[Collected data entries]
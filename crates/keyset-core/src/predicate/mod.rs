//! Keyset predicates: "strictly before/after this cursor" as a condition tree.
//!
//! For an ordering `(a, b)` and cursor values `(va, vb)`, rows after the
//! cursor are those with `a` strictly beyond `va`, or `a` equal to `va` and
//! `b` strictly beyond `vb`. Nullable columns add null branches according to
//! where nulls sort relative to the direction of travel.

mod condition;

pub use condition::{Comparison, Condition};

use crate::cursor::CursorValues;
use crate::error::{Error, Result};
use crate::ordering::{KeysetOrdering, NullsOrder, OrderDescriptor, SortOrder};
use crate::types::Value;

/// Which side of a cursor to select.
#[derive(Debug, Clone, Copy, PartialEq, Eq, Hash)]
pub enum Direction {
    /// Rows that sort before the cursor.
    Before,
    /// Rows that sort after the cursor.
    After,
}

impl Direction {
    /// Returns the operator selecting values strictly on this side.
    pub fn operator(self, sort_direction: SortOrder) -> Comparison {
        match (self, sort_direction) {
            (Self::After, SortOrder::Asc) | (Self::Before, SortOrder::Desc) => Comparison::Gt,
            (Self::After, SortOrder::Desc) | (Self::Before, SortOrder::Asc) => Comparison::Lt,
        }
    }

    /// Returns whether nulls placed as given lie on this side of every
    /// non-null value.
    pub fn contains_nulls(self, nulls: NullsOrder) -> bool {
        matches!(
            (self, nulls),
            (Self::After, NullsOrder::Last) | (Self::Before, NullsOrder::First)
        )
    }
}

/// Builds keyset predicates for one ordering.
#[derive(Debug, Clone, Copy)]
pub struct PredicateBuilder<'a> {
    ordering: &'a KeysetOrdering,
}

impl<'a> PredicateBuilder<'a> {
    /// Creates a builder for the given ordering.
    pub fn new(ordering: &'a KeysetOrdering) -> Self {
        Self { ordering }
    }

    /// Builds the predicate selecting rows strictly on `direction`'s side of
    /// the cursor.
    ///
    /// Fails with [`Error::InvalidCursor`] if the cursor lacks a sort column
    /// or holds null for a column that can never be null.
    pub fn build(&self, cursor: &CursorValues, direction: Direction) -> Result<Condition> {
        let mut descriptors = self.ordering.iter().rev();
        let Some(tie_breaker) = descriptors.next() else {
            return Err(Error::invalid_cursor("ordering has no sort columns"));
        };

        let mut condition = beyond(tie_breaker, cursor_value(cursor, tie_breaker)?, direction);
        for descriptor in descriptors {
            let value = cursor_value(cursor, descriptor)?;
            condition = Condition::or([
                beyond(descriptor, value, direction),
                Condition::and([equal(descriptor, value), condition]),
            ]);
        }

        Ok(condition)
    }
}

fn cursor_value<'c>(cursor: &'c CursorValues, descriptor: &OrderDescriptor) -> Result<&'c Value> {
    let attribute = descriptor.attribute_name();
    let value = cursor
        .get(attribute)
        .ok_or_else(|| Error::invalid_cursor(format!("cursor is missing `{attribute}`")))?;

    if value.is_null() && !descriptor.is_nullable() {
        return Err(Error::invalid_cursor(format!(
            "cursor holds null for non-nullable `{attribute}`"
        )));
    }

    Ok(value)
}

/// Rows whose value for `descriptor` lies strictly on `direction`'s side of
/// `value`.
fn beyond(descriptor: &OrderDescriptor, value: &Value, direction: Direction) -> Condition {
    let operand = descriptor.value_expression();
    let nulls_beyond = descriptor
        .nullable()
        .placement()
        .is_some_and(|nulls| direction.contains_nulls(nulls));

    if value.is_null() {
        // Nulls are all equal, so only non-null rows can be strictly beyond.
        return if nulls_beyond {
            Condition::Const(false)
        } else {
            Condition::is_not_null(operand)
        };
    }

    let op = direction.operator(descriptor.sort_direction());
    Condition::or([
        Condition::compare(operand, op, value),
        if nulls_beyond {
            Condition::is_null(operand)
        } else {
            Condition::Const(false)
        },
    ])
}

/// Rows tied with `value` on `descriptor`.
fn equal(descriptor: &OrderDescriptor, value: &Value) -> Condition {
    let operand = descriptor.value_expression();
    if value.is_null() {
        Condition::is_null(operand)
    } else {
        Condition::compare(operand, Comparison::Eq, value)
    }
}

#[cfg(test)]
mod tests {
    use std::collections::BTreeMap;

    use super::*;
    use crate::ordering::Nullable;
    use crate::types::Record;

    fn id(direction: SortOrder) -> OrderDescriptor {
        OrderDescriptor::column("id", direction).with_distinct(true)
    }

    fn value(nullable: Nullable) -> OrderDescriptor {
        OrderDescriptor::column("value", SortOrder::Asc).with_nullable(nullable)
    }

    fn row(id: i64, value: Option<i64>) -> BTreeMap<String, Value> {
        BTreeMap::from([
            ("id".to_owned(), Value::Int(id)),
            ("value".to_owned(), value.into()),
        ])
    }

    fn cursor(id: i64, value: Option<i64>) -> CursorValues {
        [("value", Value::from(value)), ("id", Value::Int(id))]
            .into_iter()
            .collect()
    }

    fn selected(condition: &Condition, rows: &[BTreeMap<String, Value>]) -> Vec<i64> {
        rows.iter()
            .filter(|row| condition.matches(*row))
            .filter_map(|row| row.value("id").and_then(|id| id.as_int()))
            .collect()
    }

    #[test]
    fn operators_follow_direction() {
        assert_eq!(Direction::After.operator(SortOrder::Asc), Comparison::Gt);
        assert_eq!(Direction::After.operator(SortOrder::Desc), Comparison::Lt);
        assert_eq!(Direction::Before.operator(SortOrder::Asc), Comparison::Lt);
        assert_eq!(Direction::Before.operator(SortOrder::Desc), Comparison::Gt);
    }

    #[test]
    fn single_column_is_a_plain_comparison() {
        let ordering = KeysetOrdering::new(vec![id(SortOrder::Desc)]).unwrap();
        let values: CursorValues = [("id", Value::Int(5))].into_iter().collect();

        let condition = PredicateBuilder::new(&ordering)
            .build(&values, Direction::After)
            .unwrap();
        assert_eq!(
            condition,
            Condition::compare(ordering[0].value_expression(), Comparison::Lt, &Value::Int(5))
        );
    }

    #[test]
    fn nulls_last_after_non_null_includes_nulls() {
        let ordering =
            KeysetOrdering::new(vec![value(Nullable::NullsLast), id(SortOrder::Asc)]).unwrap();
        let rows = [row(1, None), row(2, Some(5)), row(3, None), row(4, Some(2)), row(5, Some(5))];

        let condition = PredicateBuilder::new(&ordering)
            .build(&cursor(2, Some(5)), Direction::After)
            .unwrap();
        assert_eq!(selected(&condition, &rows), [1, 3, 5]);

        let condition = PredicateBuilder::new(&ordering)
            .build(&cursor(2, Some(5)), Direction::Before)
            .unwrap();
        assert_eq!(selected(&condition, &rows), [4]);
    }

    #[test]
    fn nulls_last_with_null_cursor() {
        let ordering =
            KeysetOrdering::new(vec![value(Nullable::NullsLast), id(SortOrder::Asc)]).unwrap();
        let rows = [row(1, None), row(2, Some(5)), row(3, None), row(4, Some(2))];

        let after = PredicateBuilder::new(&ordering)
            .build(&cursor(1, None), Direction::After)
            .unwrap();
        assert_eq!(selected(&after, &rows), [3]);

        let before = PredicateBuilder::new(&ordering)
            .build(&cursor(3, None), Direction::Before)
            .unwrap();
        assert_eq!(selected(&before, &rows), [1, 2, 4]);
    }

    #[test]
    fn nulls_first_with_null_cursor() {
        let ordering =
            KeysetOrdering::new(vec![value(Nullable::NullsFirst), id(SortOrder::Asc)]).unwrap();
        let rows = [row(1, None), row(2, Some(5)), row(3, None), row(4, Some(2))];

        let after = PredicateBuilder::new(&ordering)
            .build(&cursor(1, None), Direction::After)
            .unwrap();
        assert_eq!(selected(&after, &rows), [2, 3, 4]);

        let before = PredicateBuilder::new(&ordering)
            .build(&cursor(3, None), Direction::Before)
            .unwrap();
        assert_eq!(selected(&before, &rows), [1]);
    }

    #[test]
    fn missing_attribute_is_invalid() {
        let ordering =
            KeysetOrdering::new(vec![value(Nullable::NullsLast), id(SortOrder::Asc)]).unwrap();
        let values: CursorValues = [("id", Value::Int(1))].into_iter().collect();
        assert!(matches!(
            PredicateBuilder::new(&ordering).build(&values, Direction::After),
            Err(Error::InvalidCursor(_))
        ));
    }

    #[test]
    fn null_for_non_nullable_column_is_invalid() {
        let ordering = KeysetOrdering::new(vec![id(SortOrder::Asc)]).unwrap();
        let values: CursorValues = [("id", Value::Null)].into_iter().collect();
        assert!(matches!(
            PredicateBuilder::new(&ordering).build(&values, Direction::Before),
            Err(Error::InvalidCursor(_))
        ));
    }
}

Action item
Go over the data above and copy every line that has the word "impl" in it.

Result of this exercise
impl Direction {
impl<'a> PredicateBuilder<'a> {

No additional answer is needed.